Activity ▸
Output a verbatim copy of the data, cut off after the line that contains "use crate::domain::subscription::WebhookError;".
-------- Listed records
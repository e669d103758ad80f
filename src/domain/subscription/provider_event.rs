//! Provider webhook events.
//!
//! `ProviderEvent` is the authenticated envelope as delivered. Before any
//! ledger effect is applied it is narrowed into a `SubscriptionEvent`, with
//! every field the effect needs checked for presence up front.

use std::collections::HashMap;

use serde::{Deserialize, Serialize};

use crate::domain::foundation::{PlanId, Timestamp, UserId};
use crate::domain::subscription::WebhookError;

/// Metadata key carrying the subscribing user.
pub const METADATA_USER_ID: &str = "user_id";

/// Metadata key carrying the purchased plan.
pub const METADATA_PLAN_ID: &str = "plan_id";

/// Provider subscription statuses after which the subscription never bills again.
const TERMINAL_STATUSES: &[&str] = &["canceled", "incomplete_expired"];

/// Returns true if a provider subscription in `status` will never bill again.
pub fn is_terminal_status(status: &str) -> bool {
    TERMINAL_STATUSES.contains(&status)
}

/// Webhook event envelope (simplified).
///
/// Only fields relevant to subscription sync are captured.
#[derive(Debug, Clone, Deserialize, Serialize)]
pub struct ProviderEvent {
    /// Unique identifier for the event (evt_xxx format).
    pub id: String,

    /// Type of event (e.g., "customer.subscription.created").
    #[serde(rename = "type")]
    pub event_type: String,

    /// Time at which the event was created (Unix timestamp).
    #[serde(default)]
    pub created: i64,

    /// Object containing event-specific data.
    pub data: ProviderEventData,

    #[serde(default)]
    pub livemode: bool,

    #[serde(default, skip_serializing_if = "Option::is_none")]
    pub api_version: Option<String>,
}

/// Container for event-specific data.
#[derive(Debug, Clone, Deserialize, Serialize)]
pub struct ProviderEventData {
    /// The object that triggered the event.
    pub object: serde_json::Value,
}

impl ProviderEvent {
    /// Parse the event type into a known enum variant.
    pub fn parsed_type(&self) -> ProviderEventType {
        ProviderEventType::parse(&self.event_type)
    }
}

/// Event types that change the ledger.
#[derive(Debug, Clone, Copy, PartialEq, Eq, Hash)]
pub enum ProviderEventType {
    SubscriptionCreated,
    SubscriptionUpdated,
    Unknown,
}

impl ProviderEventType {
    /// Parse event type from string.
    ///
    /// Stripe's `customer.` prefixed names are accepted alongside the bare ones.
    pub fn parse(s: &str) -> Self {
        match s {
            "subscription.created" | "customer.subscription.created" => Self::SubscriptionCreated,
            "subscription.updated" | "customer.subscription.updated" => Self::SubscriptionUpdated,
            _ => Self::Unknown,
        }
    }

    pub fn as_str(&self) -> &'static str {
        match self {
            Self::SubscriptionCreated => "subscription.created",
            Self::SubscriptionUpdated => "subscription.updated",
            Self::Unknown => "unknown",
        }
    }
}

/// Provider subscription object as echoed in a lifecycle event.
#[derive(Debug, Clone, Default, Deserialize)]
struct SubscriptionObject {
    id: Option<String>,
    status: Option<String>,
    current_period_end: Option<i64>,
    #[serde(default)]
    items: Option<SubscriptionObjectItems>,
    #[serde(default)]
    metadata: HashMap<String, String>,
}

#[derive(Debug, Clone, Default, Deserialize)]
struct SubscriptionObjectItems {
    #[serde(default)]
    data: Vec<SubscriptionObjectItem>,
}

#[derive(Debug, Clone, Default, Deserialize)]
struct SubscriptionObjectItem {
    current_period_end: Option<i64>,
    price: Option<SubscriptionObjectPrice>,
}

#[derive(Debug, Clone, Default, Deserialize)]
struct SubscriptionObjectPrice {
    id: Option<String>,
}

impl SubscriptionObject {
    /// Newer API versions report the period end per item only.
    fn period_end(&self) -> Option<i64> {
        self.current_period_end.or_else(|| {
            self.items
                .as_ref()
                .and_then(|items| items.data.first())
                .and_then(|item| item.current_period_end)
        })
    }

    /// Price of the first item, which is the one plan changes swap.
    fn price_id(&self) -> Option<String> {
        self.items
            .as_ref()
            .and_then(|items| items.data.first())
            .and_then(|item| item.price.as_ref())
            .and_then(|price| price.id.clone())
            .filter(|id| !id.is_empty())
    }
}

/// State of a provider subscription carried by a lifecycle event.
#[derive(Debug, Clone, PartialEq, Eq)]
pub struct SubscriptionSnapshot {
    pub provider_subscription_id: String,
    pub period_end: Timestamp,
    pub status: Option<String>,
    /// Provider price currently billed, when the event lists the items.
    pub price_id: Option<String>,
}

impl SubscriptionSnapshot {
    /// Returns true if the provider will never bill this subscription again.
    pub fn is_terminal(&self) -> bool {
        self.status.as_deref().is_some_and(is_terminal_status)
    }
}

/// A subscription was created, typically by a completed checkout.
#[derive(Debug, Clone, PartialEq, Eq)]
pub struct SubscriptionCreated {
    pub snapshot: SubscriptionSnapshot,
    pub user_id: UserId,
    pub plan_id: PlanId,
}

/// A subscription changed at the provider.
///
/// `plan_id` is whatever was attached at checkout. After an in-place plan
/// change it no longer names the current plan, so it is only used when no
/// ledger row exists yet.
#[derive(Debug, Clone, PartialEq, Eq)]
pub struct SubscriptionUpdated {
    pub snapshot: SubscriptionSnapshot,
    pub user_id: UserId,
    pub plan_id: Option<PlanId>,
}

/// Validated, typed view of a webhook event.
#[derive(Debug, Clone, PartialEq, Eq)]
pub enum SubscriptionEvent {
    Created(SubscriptionCreated),
    Updated(SubscriptionUpdated),
    Ignored { event_type: String },
}

impl SubscriptionEvent {
    /// Narrows an envelope into a typed event.
    ///
    /// # Errors
    ///
    /// - `MissingField` if the subscription object lacks its id or period end
    /// - `MissingMetadata` if a required metadata key is absent
    /// - `ParseError` if the object or a metadata value is malformed
    pub fn from_provider_event(event: &ProviderEvent) -> Result<Self, WebhookError> {
        let kind = event.parsed_type();
        if kind == ProviderEventType::Unknown {
            return Ok(SubscriptionEvent::Ignored {
                event_type: event.event_type.clone(),
            });
        }

        let object: SubscriptionObject = serde_json::from_value(event.data.object.clone())
            .map_err(|e| WebhookError::ParseError(format!("subscription object: {}", e)))?;
        let snapshot = snapshot_of(&object)?;
        let user_id = required_user_id(&object.metadata)?;

        match kind {
            ProviderEventType::SubscriptionCreated => {
                let plan_id = optional_plan_id(&object.metadata)?
                    .ok_or(WebhookError::MissingMetadata(METADATA_PLAN_ID))?;
                Ok(SubscriptionEvent::Created(SubscriptionCreated {
                    snapshot,
                    user_id,
                    plan_id,
                }))
            }
            ProviderEventType::SubscriptionUpdated => {
                Ok(SubscriptionEvent::Updated(SubscriptionUpdated {
                    snapshot,
                    user_id,
                    plan_id: optional_plan_id(&object.metadata)?,
                }))
            }
            ProviderEventType::Unknown => Ok(SubscriptionEvent::Ignored {
                event_type: event.event_type.clone(),
            }),
        }
    }
}

fn snapshot_of(object: &SubscriptionObject) -> Result<SubscriptionSnapshot, WebhookError> {
    let provider_subscription_id = object
        .id
        .clone()
        .filter(|id| !id.is_empty())
        .ok_or(WebhookError::MissingField("id"))?;
    let period_end = object
        .period_end()
        .ok_or(WebhookError::MissingField("current_period_end"))?;
    let period_end = Timestamp::from_unix_secs(period_end).ok_or_else(|| {
        WebhookError::ParseError(format!("current_period_end out of range: {}", period_end))
    })?;

    Ok(SubscriptionSnapshot {
        provider_subscription_id,
        period_end,
        status: object.status.clone(),
        price_id: object.price_id(),
    })
}

fn required_user_id(metadata: &HashMap<String, String>) -> Result<UserId, WebhookError> {
    let raw = metadata
        .get(METADATA_USER_ID)
        .ok_or(WebhookError::MissingMetadata(METADATA_USER_ID))?;
    UserId::new(raw.as_str()).map_err(|e| WebhookError::ParseError(e.to_string()))
}

fn optional_plan_id(metadata: &HashMap<String, String>) -> Result<Option<PlanId>, WebhookError> {
    metadata
        .get(METADATA_PLAN_ID)
        .map(|raw| PlanId::new(raw.as_str()).map_err(|e| WebhookError::ParseError(e.to_string())))
        .transpose()
}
----------------
Task result ▸
repository e669d103758ad80f
filename src/domain/subscription/provider_event.rs
//! Provider webhook events.
//!
//! `ProviderEvent` is the authenticated envelope as delivered. Before any
//! ledger effect is applied it is narrowed into a `SubscriptionEvent`, with
//! every field the effect needs checked for presence up front.

use std::collections::HashMap;

use serde::{Deserialize, Serialize};

use crate::domain::foundation::{PlanId, Timestamp, UserId};
use crate::domain::subscription::WebhookError;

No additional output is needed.